The Thanksgiving break, return of holiday music, and news of an incoming vaccine may have Texans giddy to break out the champagne bottles and celebrate the end to a long year, but there’s still reason to remain cautious.
On Monday, reacting to news that United Airlines had begun distributing dosages of a soon-to-be approved Pfizer vaccine, Gov. Greg Abbott said that Texas was also ready to distribute them.
Two separate vaccines, one from American pharmaceutical company Pfizer and another by Germany’s Moderna Inc, are currently pending approval. Both Texas and U.S. health officials have made big promises that the distribution of those vaccines will come quickly once they’re approved sometime in mid-December.

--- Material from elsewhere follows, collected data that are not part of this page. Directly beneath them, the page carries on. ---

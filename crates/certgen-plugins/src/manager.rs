//! Output plugin manager
//!
//! Keeps a registry of delivery plugins keyed by id and fans a run's
//! artifacts out to the requested ones.

use std::collections::BTreeMap;
use std::fs;
use std::path::{Path, PathBuf};
use std::sync::Arc;
use std::time::Duration;

use certgen_model::{
    Artifact, ExtensionConfig, ExtensionOutcome, RunMetadata, TabularDataset,
};
use tokio::task::JoinSet;
use tracing::{debug, info, warn};

use crate::error::{PluginError, Result};
use crate::local::LocalPlugin;
use crate::plugin::{OutputPlugin, PluginContext};
use crate::script::{ScriptEngine, ScriptPlugin};

/// Default time allowed for a single plugin run
pub const DEFAULT_TIMEOUT: Duration = Duration::from_secs(300);

/// Message for requests naming an unknown or invalid plugin
pub const NOT_FOUND_MESSAGE: &str = "Plugin not found or invalid.";

/// A registered id: either a usable plugin or the reason it is unusable
#[derive(Clone)]
pub enum PluginSlot {
    Valid(Arc<dyn OutputPlugin>),
    Invalid(String),
}

/// Where a plugin came from
#[derive(Debug, Clone, PartialEq, Eq)]
pub enum PluginOrigin {
    Builtin,
    Script(PathBuf),
}

#[derive(Clone)]
pub struct PluginEntry {
    pub slot: PluginSlot,
    pub origin: PluginOrigin,
}

impl PluginEntry {
    pub fn plugin(&self) -> Option<&Arc<dyn OutputPlugin>> {
        match &self.slot {
            PluginSlot::Valid(plugin) => Some(plugin),
            PluginSlot::Invalid(_) => None,
        }
    }
}

pub struct OutputManager {
    entries: BTreeMap<String, PluginEntry>,
    engine: Arc<ScriptEngine>,
    plugins_dir: Option<PathBuf>,
    timeout: Duration,
}

impl Default for OutputManager {
    fn default() -> Self {
        Self::new()
    }
}

impl OutputManager {
    /// Create a manager with the built-in plugins registered
    pub fn new() -> Self {
        let mut manager = Self {
            entries: BTreeMap::new(),
            engine: Arc::new(ScriptEngine::new()),
            plugins_dir: None,
            timeout: DEFAULT_TIMEOUT,
        };
        manager.register("local", Arc::new(LocalPlugin::new()));
        manager
    }

    pub fn with_timeout(mut self, timeout: Duration) -> Self {
        self.timeout = timeout;
        self
    }

    pub fn timeout(&self) -> Duration {
        self.timeout
    }

    pub fn plugins_dir(&self) -> Option<&Path> {
        self.plugins_dir.as_deref()
    }

    /// Register a native plugin, replacing any plugin with the same id
    pub fn register(&mut self, id: impl Into<String>, plugin: Arc<dyn OutputPlugin>) {
        self.entries.insert(
            id.into(),
            PluginEntry {
                slot: PluginSlot::Valid(plugin),
                origin: PluginOrigin::Builtin,
            },
        );
    }

    /// Discover `.rhai` scripts directly inside `dir`.
    ///
    /// Each script is registered under its file stem. Scripts that fail
    /// validation still occupy their id as invalid slots. Scripts loaded from
    /// a previous directory are forgotten. Returns the number of candidates.
    pub fn set_plugins_dir(&mut self, dir: &Path) -> Result<usize> {
        if !dir.is_dir() {
            return Err(PluginError::DirNotFound(dir.to_path_buf()));
        }

        let mut scripts: Vec<PathBuf> = fs::read_dir(dir)?
            .filter_map(|entry| entry.ok())
            .map(|entry| entry.path())
            .filter(|path| path.is_file() && path.extension().is_some_and(|ext| ext == "rhai"))
            .collect();
        scripts.sort();

        self.entries
            .retain(|_, entry| entry.origin == PluginOrigin::Builtin);

        for path in &scripts {
            let Some(id) = path.file_stem().and_then(|s| s.to_str()) else {
                continue;
            };

            let slot = match ScriptPlugin::load(Arc::clone(&self.engine), path) {
                Ok(plugin) => {
                    debug!(id, path = %path.display(), "loaded plugin script");
                    PluginSlot::Valid(Arc::new(plugin))
                }
                Err(e) => {
                    warn!(id, path = %path.display(), "invalid plugin script: {}", e);
                    PluginSlot::Invalid(e.to_string())
                }
            };

            if self.entries.contains_key(id) {
                warn!(id, "plugin script overrides a built-in plugin");
            }
            self.entries.insert(
                id.to_string(),
                PluginEntry {
                    slot,
                    origin: PluginOrigin::Script(path.clone()),
                },
            );
        }

        info!(dir = %dir.display(), count = scripts.len(), "discovered plugin scripts");
        self.plugins_dir = Some(dir.to_path_buf());
        Ok(scripts.len())
    }

    /// Known plugin ids, sorted
    pub fn plugin_ids(&self) -> impl Iterator<Item = &str> {
        self.entries.keys().map(String::as_str)
    }

    pub fn entry(&self, id: &str) -> Option<&PluginEntry> {
        self.entries.get(id)
    }

    pub fn slot(&self, id: &str) -> Option<&PluginSlot> {
        self.entries.get(id).map(|entry| &entry.slot)
    }

    /// Run every requested plugin against the run's artifacts.
    ///
    /// Returns exactly one outcome per request, in request order. A failing,
    /// panicking or slow plugin only affects its own outcome.
    pub async fn generate_output(
        &self,
        requests: &[ExtensionConfig],
        artifacts: Vec<Artifact>,
        dataset: TabularDataset,
        metadata: RunMetadata,
    ) -> Vec<ExtensionOutcome> {
        let ctx = Arc::new(PluginContext {
            artifacts,
            dataset,
            metadata,
        });

        let mut outcomes: BTreeMap<usize, ExtensionOutcome> = BTreeMap::new();
        let mut tasks = JoinSet::new();

        for (index, request) in requests.iter().enumerate() {
            let Some(plugin) = self.entry(&request.id).and_then(PluginEntry::plugin) else {
                warn!(id = %request.id, "requested plugin is not available");
                outcomes.insert(
                    index,
                    ExtensionOutcome::failure(&request.id, NOT_FOUND_MESSAGE),
                );
                continue;
            };

            if let Some(name) = request.first_missing_required(&plugin.required_fields()) {
                outcomes.insert(
                    index,
                    ExtensionOutcome::failure(
                        &request.id,
                        format!("Missing required setting: {}", name),
                    ),
                );
                continue;
            }

            let plugin = Arc::clone(plugin);
            let ctx = Arc::clone(&ctx);
            let request = request.clone();
            let limit = self.timeout;

            tasks.spawn(async move {
                let id = request.id.clone();
                let work =
                    tokio::task::spawn_blocking(move || plugin.run(&request.settings, &ctx));

                let outcome = match tokio::time::timeout(limit, work).await {
                    Ok(Ok(report)) => ExtensionOutcome::new(&id, report.status, report.message),
                    Ok(Err(e)) => ExtensionOutcome::failure(&id, format!("Plugin panicked: {}", e)),
                    Err(_) => ExtensionOutcome::failure(
                        &id,
                        format!("Plugin timed out after {:?}.", limit),
                    ),
                };
                (index, outcome)
            });
        }

        while let Some(joined) = tasks.join_next().await {
            match joined {
                Ok((index, outcome)) => {
                    debug!(id = %outcome.plugin_id, status = %outcome.status, "plugin finished");
                    outcomes.insert(index, outcome);
                }
                Err(e) => warn!("plugin task failed to join: {}", e),
            }
        }

        requests
            .iter()
            .enumerate()
            .map(|(index, request)| {
                outcomes.remove(&index).unwrap_or_else(|| {
                    ExtensionOutcome::failure(&request.id, "Plugin task did not complete.")
                })
            })
            .collect()
    }
}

The good news comes as Texas and the rest of the nation battles a second surge in COVID-19 cases, which is a good reminder that federal and state officials have not been effective at containing the outbreak so far. The vaccine will be the most effective method of combating the virus so far, but its distribution still remains in the hands of the current showrunners.

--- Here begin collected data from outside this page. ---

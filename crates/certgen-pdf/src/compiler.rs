//! Typst to PDF compiler
//!
//! Compiles filled-in Typst markup to PDF bytes using typst-as-lib.

use std::fmt;
use std::path::{Path, PathBuf};
use std::sync::Arc;

use crate::error::{PdfError, Result};
use typst_as_lib::TypstEngine;

/// Compiler for converting Typst markup to PDF
///
/// Font files are read once, when the compiler is built, and shared by
/// every clone.
#[derive(Clone, Default)]
pub struct Compiler {
    fonts: Arc<[Vec<u8>]>,
}

impl fmt::Debug for Compiler {
    fn fmt(&self, f: &mut fmt::Formatter<'_>) -> fmt::Result {
        f.debug_struct("Compiler")
            .field("fonts", &self.fonts.len())
            .finish()
    }
}

impl Compiler {
    /// Compiler that only uses fonts bundled with Typst
    pub fn new() -> Self {
        Self::default()
    }

    /// Include extra font files in every compilation
    pub fn with_fonts(font_paths: &[PathBuf]) -> Result<Self> {
        let fonts = font_paths
            .iter()
            .map(|path| Self::read_font(path))
            .collect::<Result<Vec<_>>>()?;
        Ok(Self {
            fonts: fonts.into(),
        })
    }

    /// Compile Typst markup to PDF bytes
    pub fn compile(&self, markup: &str) -> Result<Vec<u8>> {
        let engine = TypstEngine::builder()
            .main_file(markup.to_string())
            .fonts(self.fonts.iter().map(Vec::as_slice))
            .build();

        // compiled is Warned<Result<Document, Error>>
        // - compiled.output is the Result
        // - compiled.warnings contains any warnings
        let compiled = engine.compile();
        let document = compiled
            .output
            .map_err(|e| PdfError::Compilation(format!("{:?}", e)))?;

        let options = typst_pdf::PdfOptions::default();
        let pdf_bytes = typst_pdf::pdf(&document, &options)
            .map_err(|e| PdfError::Compilation(format!("PDF generation failed: {:?}", e)))?;

        Ok(pdf_bytes.into())
    }

    fn read_font(path: &Path) -> Result<Vec<u8>> {
        std::fs::read(path)
            .map_err(|e| PdfError::Font(format!("Failed to read font {}: {}", path.display(), e)))
    }
}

(It remains to be seen how the Thanksgiving break affected the second wave of cases — last week Texas saw a recording-breaking number of new infections — but it will take a few weeks for people to get sick, get tested, and get their results back and plugged into state data.)
In June and July, it was widely reported that Texas failed to reach its months-old goal of hiring 4,000 contact tracers, and in fact, the number of contact tracers shrunk as cases surged. There were also a wide host of other logistical and technical issues that dampened the efforts of contact tracers and left them doing little work as the outbreak spread, according to reporting by the Houston Chronicle at the time. The state’s testing program also received equally poor coverage; getting tested was an arduous process early on and Texas’s testing numbers have lagged behind other states for most of the outbreak.
Abbott made big promises about the effectiveness of those programs too and how efficiently and expediently they would be rolled out, not too dissimilar from the language he used during his press conference last week previewing vaccine distribution and announcing that there would be no second lockdown.
At a federal level, and perhaps most importantly, President Trump is currently preoccupied with overturning the results of the election, and it’s hard to see how anything else can occupy his headspace in the coming days — another sign Texans should carry a strict believe-it-when-they-see-it attitude when it comes to the quick and equitable distribution of the vaccines and promises that pre-pandemic normalcy is returning soon.